* _Entries shown_
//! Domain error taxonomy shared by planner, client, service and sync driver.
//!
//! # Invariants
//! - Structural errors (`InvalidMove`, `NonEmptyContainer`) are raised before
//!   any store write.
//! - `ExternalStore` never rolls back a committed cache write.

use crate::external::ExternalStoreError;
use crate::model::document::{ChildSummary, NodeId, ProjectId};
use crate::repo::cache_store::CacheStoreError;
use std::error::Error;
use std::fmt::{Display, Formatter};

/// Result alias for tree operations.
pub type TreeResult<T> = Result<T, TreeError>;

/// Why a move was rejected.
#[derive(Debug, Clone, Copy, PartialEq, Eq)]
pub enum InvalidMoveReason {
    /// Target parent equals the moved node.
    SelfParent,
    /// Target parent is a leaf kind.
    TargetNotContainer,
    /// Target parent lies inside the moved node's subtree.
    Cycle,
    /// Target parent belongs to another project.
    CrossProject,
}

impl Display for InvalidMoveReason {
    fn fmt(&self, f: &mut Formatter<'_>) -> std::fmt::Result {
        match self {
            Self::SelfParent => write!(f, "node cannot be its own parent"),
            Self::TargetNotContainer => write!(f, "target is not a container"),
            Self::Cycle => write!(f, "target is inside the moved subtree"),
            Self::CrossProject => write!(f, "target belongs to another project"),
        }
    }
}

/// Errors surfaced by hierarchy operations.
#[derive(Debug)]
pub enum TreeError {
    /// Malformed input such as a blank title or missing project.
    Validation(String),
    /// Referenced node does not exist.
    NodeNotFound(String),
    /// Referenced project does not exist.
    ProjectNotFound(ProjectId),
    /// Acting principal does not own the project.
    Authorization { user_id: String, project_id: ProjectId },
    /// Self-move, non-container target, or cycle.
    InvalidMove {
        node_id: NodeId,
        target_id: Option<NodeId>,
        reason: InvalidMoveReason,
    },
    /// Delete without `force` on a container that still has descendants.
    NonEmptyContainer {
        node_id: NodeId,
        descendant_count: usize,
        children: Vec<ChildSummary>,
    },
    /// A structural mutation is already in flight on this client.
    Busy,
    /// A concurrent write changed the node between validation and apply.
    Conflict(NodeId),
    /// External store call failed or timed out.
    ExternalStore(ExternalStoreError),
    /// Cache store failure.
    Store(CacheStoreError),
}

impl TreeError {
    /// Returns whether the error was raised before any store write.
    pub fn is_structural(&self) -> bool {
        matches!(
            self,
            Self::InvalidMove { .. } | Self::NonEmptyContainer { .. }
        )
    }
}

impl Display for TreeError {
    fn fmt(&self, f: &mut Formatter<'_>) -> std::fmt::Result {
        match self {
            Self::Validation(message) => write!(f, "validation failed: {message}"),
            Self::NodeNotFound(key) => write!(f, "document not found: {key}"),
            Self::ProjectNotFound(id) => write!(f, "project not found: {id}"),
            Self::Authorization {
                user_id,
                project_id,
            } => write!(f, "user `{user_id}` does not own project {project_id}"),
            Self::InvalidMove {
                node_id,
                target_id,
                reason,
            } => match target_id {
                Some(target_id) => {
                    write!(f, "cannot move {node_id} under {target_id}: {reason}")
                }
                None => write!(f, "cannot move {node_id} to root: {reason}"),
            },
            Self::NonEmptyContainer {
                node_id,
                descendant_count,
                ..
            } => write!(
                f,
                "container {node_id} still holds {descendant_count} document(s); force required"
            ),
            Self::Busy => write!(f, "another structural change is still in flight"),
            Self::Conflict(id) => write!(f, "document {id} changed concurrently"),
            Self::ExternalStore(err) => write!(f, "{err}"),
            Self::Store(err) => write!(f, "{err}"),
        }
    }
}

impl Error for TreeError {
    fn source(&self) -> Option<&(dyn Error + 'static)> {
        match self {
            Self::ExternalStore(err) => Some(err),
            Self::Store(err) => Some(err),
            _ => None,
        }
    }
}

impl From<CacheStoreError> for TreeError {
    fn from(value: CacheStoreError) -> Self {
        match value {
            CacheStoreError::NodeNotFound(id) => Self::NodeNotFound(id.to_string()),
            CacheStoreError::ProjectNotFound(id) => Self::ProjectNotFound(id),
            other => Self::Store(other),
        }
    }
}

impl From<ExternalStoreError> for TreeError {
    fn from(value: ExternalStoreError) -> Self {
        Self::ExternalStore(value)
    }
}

* _Work request_
Taking the listing as a whole, count how many of its lines contain the word "belongs", and reply with that count alone.

* _Output for this exercise_
2